*WORK REQUEST*: Reproduce the data exactly, leaving nothing out.

*INPUT DATA*:

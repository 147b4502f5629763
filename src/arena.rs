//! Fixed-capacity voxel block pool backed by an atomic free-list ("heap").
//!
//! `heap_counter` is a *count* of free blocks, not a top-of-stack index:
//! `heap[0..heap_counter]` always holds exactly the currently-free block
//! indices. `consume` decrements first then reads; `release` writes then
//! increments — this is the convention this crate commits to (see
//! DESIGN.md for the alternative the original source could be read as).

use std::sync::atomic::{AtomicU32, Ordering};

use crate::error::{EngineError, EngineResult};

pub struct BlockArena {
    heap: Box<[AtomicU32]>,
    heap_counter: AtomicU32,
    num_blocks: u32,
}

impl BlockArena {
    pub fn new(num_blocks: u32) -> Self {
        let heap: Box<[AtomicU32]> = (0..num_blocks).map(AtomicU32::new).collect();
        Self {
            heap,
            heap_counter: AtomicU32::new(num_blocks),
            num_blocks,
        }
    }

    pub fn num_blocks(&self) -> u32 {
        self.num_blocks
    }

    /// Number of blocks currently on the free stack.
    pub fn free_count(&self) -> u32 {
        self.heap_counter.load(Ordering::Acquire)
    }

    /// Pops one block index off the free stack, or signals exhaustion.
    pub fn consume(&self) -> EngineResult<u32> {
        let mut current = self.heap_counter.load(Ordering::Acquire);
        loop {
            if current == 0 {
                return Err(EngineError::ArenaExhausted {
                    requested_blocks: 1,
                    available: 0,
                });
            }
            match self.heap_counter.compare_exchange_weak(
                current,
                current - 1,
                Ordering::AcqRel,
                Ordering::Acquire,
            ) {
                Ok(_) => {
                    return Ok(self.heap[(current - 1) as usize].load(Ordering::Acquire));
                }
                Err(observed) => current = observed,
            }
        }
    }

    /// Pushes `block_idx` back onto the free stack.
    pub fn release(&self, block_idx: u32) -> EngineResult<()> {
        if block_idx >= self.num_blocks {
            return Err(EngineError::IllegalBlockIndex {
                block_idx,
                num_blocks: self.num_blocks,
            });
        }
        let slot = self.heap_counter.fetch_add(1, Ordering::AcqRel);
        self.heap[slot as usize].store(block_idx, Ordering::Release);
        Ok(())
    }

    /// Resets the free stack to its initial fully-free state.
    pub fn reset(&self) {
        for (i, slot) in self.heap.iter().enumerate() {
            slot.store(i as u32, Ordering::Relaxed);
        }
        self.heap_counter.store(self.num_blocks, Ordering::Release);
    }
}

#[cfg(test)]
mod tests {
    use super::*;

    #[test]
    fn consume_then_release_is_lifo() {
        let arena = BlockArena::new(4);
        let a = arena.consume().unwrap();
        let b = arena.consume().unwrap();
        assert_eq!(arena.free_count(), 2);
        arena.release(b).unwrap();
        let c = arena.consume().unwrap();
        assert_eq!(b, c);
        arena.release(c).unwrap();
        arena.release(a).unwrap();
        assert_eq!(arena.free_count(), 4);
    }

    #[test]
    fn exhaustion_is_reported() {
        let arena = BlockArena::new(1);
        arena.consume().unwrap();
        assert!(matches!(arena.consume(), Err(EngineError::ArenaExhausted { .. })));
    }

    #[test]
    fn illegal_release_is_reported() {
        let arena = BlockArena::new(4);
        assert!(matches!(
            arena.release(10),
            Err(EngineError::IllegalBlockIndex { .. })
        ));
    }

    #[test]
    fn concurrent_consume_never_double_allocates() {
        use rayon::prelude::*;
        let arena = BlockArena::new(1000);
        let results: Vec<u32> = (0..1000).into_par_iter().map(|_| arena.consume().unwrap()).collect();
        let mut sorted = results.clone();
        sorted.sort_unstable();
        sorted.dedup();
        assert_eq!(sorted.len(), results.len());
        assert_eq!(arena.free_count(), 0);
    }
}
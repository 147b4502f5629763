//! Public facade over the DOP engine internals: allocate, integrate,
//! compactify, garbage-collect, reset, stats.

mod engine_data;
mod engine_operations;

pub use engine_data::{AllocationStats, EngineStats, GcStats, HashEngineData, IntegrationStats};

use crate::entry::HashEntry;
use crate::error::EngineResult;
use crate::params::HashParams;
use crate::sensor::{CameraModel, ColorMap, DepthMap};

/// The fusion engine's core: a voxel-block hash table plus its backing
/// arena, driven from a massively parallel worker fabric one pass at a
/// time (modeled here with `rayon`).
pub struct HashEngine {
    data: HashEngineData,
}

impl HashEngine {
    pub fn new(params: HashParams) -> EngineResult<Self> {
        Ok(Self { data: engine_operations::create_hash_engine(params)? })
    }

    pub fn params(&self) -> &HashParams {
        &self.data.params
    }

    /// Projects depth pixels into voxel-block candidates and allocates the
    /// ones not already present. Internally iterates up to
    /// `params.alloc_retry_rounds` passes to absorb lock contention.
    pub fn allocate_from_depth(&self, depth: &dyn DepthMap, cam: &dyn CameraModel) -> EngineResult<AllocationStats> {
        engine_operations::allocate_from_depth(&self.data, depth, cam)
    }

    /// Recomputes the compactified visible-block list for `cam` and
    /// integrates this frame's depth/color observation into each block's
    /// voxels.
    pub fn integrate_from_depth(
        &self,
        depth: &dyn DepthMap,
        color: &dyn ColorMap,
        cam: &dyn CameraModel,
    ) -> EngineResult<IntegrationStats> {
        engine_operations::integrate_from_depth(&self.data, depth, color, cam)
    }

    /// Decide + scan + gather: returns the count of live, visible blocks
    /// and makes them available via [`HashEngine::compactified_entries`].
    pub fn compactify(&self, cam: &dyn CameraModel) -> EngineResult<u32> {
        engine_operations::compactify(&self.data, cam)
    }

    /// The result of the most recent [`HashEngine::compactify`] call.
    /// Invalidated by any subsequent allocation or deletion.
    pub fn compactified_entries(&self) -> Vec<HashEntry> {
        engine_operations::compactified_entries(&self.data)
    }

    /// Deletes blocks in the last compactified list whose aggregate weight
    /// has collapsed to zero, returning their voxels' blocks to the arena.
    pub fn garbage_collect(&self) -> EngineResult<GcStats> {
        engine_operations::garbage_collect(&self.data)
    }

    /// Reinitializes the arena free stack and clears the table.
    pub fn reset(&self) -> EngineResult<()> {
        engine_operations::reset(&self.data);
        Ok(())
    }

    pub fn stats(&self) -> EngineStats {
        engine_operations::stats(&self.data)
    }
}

*WRITTEN SOLUTION*:
repository 147b4502f5629763
filename src/arena.rs
//! Fixed-capacity voxel block pool backed by an atomic free-list ("heap").
//!
//! `heap_counter` is a *count* of free blocks, not a top-of-stack index:
//! `heap[0..heap_counter]` always holds exactly the currently-free block
//! indices. `consume` decrements first then reads; `release` writes then
//! increments — this is the convention this crate commits to (see
//! DESIGN.md for the alternative the original source could be read as).

use std::sync::atomic::{AtomicU32, Ordering};

use crate::error::{EngineError, EngineResult};

pub struct BlockArena {
    heap: Box<[AtomicU32]>,
    heap_counter: AtomicU32,
    num_blocks: u32,
}

impl BlockArena {
    pub fn new(num_blocks: u32) -> Self {
        let heap: Box<[AtomicU32]> = (0..num_blocks).map(AtomicU32::new).collect();
        Self {
            heap,
            heap_counter: AtomicU32::new(num_blocks),
            num_blocks,
        }
    }

    pub fn num_blocks(&self) -> u32 {
        self.num_blocks
    }

    /// Number of blocks currently on the free stack.
    pub fn free_count(&self) -> u32 {
        self.heap_counter.load(Ordering::Acquire)
    }

    /// Pops one block index off the free stack, or signals exhaustion.
    pub fn consume(&self) -> EngineResult<u32> {
        let mut current = self.heap_counter.load(Ordering::Acquire);
        loop {
            if current == 0 {
                return Err(EngineError::ArenaExhausted {
                    requested_blocks: 1,
                    available: 0,
                });
            }
            match self.heap_counter.compare_exchange_weak(
                current,
                current - 1,
                Ordering::AcqRel,
                Ordering::Acquire,
            ) {
                Ok(_) => {
                    return Ok(self.heap[(current - 1) as usize].load(Ordering::Acquire));
                }
                Err(observed) => current = observed,
            }
        }
    }

    /// Pushes `block_idx` back onto the free stack.
    pub fn release(&self, block_idx: u32) -> EngineResult<()> {
        if block_idx >= self.num_blocks {
            return Err(EngineError::IllegalBlockIndex {
                block_idx,
                num_blocks: self.num_blocks,
            });
        }
        let slot = self.heap_counter.fetch_add(1, Ordering::AcqRel);
        self.heap[slot as usize].store(block_idx, Ordering::Release);
        Ok(())
    }

    /// Resets the free stack to its initial fully-free state.
    pub fn reset(&self) {
        for (i, slot) in self.heap.iter().enumerate() {
            slot.store(i as u32, Ordering::Relaxed);
        }
        self.heap_counter.store(self.num_blocks, Ordering::Release);
    }
}

#[cfg(test)]
mod tests {
    use super::*;

    #[test]
    fn consume_then_release_is_lifo() {
        let arena = BlockArena::new(4);
        let a = arena.consume().unwrap();
        let b = arena.consume().unwrap();
        assert_eq!(arena.free_count(), 2);
        arena.release(b).unwrap();
        let c = arena.consume().unwrap();
        assert_eq!(b, c);
        arena.release(c).unwrap();
        arena.release(a).unwrap();
        assert_eq!(arena.free_count(), 4);
    }

    #[test]
    fn exhaustion_is_reported() {
        let arena = BlockArena::new(1);
        arena.consume().unwrap();
        assert!(matches!(arena.consume(), Err(EngineError::ArenaExhausted { .. })));
    }

    #[test]
    fn illegal_release_is_reported() {
        let arena = BlockArena::new(4);
        assert!(matches!(
            arena.release(10),
            Err(EngineError::IllegalBlockIndex { .. })
        ));
    }

    #[test]
    fn concurrent_consume_never_double_allocates() {
        use rayon::prelude::*;
        let arena = BlockArena::new(1000);
        let results: Vec<u32> = (0..1000).into_par_iter().map(|_| arena.consume().unwrap()).collect();
        let mut sorted = results.clone();
        sorted.sort_unstable();
        sorted.dedup();
        assert_eq!(sorted.len(), results.len());
        assert_eq!(arena.free_count(), 0);
    }
}
repository 147b4502f5629763
//! Public facade over the DOP engine internals: allocate, integrate,
//! compactify, garbage-collect, reset, stats.

mod engine_data;
mod engine_operations;

pub use engine_data::{AllocationStats, EngineStats, GcStats, HashEngineData, IntegrationStats};

use crate::entry::HashEntry;
use crate::error::EngineResult;
use crate::params::HashParams;
use crate::sensor::{CameraModel, ColorMap, DepthMap};

/// The fusion engine's core: a voxel-block hash table plus its backing
/// arena, driven from a massively parallel worker fabric one pass at a
/// time (modeled here with `rayon`).
pub struct HashEngine {
    data: HashEngineData,
}

impl HashEngine {
    pub fn new(params: HashParams) -> EngineResult<Self> {
        Ok(Self { data: engine_operations::create_hash_engine(params)? })
    }

    pub fn params(&self) -> &HashParams {
        &self.data.params
    }

    /// Projects depth pixels into voxel-block candidates and allocates the
    /// ones not already present. Internally iterates up to
    /// `params.alloc_retry_rounds` passes to absorb lock contention.
    pub fn allocate_from_depth(&self, depth: &dyn DepthMap, cam: &dyn CameraModel) -> EngineResult<AllocationStats> {
        engine_operations::allocate_from_depth(&self.data, depth, cam)
    }

    /// Recomputes the compactified visible-block list for `cam` and
    /// integrates this frame's depth/color observation into each block's
    /// voxels.
    pub fn integrate_from_depth(
        &self,
        depth: &dyn DepthMap,
        color: &dyn ColorMap,
        cam: &dyn CameraModel,
    ) -> EngineResult<IntegrationStats> {
        engine_operations::integrate_from_depth(&self.data, depth, color, cam)
    }

    /// Decide + scan + gather: returns the count of live, visible blocks
    /// and makes them available via [`HashEngine::compactified_entries`].
    pub fn compactify(&self, cam: &dyn CameraModel) -> EngineResult<u32> {
        engine_operations::compactify(&self.data, cam)
    }

    /// The result of the most recent [`HashEngine::compactify`] call.
    /// Invalidated by any subsequent allocation or deletion.
    pub fn compactified_entries(&self) -> Vec<HashEntry> {
        engine_operations::compactified_entries(&self.data)
    }

    /// Deletes blocks in the last compactified list whose aggregate weight
    /// has collapsed to zero, returning their voxels' blocks to the arena.
    pub fn garbage_collect(&self) -> EngineResult<GcStats> {
        engine_operations::garbage_collect(&self.data)
    }

    /// Reinitializes the arena free stack and clears the table.
    pub fn reset(&self) -> EngineResult<()> {
        engine_operations::reset(&self.data);
        Ok(())
    }

    pub fn stats(&self) -> EngineStats {
        engine_operations::stats(&self.data)
    }
}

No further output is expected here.